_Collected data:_
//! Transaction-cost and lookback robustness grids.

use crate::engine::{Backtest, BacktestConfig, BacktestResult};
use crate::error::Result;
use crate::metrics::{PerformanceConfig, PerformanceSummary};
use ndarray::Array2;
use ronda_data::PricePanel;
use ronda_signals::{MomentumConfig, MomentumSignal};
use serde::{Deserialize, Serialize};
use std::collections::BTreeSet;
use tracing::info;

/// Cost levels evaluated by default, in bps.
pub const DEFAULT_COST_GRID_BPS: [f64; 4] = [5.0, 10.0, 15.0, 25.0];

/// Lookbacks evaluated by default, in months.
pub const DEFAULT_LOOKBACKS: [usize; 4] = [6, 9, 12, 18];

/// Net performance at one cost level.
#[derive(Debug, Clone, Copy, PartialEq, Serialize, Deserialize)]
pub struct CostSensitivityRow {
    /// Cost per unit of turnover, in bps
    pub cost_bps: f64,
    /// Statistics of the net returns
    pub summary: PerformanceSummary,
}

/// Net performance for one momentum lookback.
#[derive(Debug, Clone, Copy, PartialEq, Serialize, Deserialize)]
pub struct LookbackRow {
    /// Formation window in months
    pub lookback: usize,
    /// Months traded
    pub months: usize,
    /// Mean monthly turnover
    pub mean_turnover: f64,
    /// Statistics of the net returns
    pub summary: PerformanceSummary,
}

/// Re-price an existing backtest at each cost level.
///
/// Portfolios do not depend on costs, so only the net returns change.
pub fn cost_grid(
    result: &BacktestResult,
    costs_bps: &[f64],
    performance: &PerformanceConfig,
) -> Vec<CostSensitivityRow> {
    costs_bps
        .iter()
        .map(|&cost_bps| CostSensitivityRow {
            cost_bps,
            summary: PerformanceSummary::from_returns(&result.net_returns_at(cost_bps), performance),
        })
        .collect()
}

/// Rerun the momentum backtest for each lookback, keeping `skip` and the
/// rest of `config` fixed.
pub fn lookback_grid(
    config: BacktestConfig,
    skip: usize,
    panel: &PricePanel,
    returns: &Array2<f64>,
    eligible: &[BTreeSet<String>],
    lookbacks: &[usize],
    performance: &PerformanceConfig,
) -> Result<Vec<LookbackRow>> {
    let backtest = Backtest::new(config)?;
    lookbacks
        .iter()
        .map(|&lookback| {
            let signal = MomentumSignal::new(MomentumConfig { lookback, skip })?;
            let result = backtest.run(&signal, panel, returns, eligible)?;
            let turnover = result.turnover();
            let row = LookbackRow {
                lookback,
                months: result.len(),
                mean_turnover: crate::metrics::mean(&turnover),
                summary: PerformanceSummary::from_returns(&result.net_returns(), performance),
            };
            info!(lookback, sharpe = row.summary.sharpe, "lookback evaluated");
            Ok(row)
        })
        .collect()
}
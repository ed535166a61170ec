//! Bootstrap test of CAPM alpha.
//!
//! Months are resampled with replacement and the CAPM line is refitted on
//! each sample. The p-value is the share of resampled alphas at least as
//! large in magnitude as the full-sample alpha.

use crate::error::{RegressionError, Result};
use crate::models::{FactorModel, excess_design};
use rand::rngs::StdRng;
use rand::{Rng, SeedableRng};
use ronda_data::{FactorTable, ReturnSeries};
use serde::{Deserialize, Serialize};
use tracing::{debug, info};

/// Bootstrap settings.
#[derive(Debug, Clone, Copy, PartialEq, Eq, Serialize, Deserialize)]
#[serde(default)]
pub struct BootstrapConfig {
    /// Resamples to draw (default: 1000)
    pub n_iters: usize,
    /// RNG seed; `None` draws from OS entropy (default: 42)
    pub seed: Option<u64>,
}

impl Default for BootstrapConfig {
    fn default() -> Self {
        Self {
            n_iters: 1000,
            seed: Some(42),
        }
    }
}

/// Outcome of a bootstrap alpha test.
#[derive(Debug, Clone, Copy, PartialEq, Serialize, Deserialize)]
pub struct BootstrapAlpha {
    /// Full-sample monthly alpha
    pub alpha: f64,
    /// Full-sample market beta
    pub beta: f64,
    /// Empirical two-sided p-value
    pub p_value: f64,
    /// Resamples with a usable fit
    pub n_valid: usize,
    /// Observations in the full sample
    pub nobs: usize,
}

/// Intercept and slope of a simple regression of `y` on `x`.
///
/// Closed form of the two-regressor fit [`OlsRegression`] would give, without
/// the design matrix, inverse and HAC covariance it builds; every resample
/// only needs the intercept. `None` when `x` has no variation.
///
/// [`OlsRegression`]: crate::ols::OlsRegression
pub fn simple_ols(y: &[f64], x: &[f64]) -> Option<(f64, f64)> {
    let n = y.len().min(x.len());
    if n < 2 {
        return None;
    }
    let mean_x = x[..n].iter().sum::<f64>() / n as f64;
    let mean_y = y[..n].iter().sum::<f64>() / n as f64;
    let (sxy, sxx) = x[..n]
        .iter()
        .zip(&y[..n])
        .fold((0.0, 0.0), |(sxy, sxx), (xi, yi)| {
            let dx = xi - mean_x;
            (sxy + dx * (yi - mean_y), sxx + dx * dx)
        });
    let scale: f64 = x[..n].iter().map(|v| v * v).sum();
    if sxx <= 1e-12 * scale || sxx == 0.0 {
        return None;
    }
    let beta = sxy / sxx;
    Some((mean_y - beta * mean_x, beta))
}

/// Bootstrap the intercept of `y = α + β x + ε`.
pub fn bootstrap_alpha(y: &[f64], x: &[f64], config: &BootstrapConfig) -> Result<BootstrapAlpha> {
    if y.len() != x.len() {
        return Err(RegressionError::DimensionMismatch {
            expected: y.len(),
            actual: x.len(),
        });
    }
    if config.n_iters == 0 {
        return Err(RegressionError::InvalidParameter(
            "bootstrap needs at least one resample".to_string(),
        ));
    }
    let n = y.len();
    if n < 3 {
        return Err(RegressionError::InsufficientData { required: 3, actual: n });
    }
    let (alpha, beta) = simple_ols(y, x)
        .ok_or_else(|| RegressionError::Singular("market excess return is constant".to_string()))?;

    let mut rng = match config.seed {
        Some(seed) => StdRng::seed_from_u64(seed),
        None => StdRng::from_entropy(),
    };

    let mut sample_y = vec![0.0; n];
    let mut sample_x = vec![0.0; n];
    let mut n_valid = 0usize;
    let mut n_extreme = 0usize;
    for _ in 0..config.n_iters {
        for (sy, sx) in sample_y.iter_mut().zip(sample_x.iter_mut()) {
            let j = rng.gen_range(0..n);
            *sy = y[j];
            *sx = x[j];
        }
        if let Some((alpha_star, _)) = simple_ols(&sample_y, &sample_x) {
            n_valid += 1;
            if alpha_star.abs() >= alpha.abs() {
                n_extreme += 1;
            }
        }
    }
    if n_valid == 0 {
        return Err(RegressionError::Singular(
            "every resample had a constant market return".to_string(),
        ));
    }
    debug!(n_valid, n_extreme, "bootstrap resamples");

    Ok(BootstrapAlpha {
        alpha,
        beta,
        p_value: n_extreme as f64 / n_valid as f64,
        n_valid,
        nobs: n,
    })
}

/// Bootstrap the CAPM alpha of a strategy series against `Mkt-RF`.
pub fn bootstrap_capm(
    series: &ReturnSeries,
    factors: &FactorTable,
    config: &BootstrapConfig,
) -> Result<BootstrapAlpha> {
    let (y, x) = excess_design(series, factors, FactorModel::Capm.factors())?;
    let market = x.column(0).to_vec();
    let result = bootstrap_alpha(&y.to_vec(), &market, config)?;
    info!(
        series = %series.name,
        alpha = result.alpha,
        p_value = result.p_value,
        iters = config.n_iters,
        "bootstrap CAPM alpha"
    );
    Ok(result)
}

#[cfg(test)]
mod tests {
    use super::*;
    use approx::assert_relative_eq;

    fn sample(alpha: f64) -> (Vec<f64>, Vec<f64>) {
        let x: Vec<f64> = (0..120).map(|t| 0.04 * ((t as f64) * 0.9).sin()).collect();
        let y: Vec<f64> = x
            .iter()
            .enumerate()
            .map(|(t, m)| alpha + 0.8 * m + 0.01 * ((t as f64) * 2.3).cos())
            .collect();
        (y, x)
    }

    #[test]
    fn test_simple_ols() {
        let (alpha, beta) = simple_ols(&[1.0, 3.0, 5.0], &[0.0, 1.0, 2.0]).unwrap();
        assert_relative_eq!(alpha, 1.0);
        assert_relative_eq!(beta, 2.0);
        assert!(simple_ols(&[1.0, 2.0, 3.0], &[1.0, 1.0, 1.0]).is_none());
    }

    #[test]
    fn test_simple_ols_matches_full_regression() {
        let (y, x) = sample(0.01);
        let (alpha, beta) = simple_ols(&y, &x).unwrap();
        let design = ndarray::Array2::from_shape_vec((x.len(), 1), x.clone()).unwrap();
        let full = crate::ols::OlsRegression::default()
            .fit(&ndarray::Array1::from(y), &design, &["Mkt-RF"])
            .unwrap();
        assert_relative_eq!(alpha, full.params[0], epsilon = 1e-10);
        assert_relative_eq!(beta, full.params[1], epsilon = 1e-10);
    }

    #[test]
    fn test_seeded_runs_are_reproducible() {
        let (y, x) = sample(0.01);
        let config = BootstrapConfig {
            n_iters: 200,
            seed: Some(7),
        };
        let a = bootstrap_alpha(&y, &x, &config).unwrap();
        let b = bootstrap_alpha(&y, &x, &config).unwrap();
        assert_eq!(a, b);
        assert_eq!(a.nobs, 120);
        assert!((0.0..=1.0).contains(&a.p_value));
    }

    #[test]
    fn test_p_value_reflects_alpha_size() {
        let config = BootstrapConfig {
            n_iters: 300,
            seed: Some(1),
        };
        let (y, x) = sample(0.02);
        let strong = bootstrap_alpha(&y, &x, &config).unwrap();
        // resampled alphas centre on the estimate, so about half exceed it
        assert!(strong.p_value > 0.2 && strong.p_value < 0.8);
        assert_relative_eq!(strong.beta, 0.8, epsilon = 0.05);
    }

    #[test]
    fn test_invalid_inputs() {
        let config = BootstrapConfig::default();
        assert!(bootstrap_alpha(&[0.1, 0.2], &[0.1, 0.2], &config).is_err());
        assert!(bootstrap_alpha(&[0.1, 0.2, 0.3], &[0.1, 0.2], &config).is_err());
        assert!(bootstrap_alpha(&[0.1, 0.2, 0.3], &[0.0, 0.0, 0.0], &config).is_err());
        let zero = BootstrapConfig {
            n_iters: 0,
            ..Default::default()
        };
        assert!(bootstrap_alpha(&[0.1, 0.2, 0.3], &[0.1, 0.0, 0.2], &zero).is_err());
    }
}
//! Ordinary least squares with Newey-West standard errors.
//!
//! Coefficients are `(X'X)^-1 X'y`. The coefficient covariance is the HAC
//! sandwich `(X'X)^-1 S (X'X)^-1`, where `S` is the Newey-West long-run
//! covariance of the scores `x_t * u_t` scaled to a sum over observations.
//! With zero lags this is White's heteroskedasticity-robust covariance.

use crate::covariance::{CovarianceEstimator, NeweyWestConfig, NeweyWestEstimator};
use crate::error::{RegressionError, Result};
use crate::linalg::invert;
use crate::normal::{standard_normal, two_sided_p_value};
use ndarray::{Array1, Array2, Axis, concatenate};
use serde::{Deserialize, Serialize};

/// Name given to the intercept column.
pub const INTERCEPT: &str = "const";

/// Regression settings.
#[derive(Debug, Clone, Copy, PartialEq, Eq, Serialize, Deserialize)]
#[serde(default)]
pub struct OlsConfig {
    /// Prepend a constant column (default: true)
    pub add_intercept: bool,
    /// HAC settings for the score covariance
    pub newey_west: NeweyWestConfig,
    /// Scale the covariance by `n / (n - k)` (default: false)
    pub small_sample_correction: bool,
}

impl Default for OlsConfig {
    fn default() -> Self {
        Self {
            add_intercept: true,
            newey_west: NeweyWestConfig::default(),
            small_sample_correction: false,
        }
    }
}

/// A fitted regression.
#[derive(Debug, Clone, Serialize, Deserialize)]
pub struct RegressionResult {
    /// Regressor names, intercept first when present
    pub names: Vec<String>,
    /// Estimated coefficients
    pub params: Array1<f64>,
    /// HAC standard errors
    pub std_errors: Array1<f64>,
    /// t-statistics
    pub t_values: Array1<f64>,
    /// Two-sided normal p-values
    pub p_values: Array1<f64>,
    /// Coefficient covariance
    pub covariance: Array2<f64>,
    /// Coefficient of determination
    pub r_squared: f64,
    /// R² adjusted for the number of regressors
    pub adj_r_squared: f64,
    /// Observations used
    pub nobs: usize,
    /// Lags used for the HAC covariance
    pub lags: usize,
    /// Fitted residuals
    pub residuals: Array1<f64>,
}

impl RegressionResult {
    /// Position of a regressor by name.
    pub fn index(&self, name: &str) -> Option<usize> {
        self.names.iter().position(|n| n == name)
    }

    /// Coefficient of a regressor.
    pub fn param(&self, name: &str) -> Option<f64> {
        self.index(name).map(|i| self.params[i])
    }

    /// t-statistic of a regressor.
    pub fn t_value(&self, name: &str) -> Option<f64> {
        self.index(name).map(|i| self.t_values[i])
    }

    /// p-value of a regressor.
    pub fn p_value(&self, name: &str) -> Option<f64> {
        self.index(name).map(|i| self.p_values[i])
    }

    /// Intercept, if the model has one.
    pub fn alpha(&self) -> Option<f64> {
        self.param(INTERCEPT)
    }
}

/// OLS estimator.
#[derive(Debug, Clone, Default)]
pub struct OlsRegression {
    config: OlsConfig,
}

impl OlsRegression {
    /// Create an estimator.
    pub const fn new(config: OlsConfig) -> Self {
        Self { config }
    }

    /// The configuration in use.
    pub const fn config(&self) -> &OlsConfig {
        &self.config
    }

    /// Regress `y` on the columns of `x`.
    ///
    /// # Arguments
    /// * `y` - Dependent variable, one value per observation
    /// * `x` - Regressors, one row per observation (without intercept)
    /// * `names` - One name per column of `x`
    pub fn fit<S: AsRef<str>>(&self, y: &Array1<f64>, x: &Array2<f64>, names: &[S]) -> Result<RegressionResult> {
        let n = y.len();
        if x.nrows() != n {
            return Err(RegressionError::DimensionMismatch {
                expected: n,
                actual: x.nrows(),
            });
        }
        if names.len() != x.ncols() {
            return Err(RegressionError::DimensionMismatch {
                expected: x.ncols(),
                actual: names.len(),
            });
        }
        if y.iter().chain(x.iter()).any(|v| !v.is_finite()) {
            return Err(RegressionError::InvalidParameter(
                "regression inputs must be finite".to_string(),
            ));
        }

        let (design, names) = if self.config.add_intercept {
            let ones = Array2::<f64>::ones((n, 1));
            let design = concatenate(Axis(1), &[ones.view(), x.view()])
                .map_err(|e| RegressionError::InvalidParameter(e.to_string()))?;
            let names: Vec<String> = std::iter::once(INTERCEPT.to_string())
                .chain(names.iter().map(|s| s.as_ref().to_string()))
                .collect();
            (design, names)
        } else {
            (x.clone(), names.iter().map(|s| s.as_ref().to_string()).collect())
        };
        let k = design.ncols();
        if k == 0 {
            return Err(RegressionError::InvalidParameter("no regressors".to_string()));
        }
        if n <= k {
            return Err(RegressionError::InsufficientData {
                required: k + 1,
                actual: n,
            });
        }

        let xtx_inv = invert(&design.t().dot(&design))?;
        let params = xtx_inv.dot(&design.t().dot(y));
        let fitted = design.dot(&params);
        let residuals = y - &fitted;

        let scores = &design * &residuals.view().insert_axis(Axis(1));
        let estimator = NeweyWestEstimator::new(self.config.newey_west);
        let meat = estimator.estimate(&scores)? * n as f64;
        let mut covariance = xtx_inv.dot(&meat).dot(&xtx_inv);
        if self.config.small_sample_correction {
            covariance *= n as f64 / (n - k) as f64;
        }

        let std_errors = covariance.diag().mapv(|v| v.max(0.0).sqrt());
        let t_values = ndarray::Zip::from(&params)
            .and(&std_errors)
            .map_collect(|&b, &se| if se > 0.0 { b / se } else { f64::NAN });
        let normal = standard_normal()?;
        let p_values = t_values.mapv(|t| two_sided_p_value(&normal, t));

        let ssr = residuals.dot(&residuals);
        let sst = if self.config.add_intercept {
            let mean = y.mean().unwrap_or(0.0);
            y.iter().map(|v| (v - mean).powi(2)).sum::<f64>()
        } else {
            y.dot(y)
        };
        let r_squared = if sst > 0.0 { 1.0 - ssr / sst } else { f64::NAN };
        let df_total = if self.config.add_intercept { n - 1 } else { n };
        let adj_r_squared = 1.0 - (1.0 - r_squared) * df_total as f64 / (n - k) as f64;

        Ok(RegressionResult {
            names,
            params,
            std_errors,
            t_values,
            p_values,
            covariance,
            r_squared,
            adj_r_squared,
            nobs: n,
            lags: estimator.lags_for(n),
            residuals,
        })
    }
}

_Exercise:_ In the records above, the line with "the full sample" marks the start and the line with "would give, without" marks the end; copy that stretch exactly, both lines included, and nothing else.

_Solution to the exercise:_
    /// Observations in the full sample
    pub nobs: usize,
}

/// Intercept and slope of a simple regression of `y` on `x`.
///
/// Closed form of the two-regressor fit [`OlsRegression`] would give, without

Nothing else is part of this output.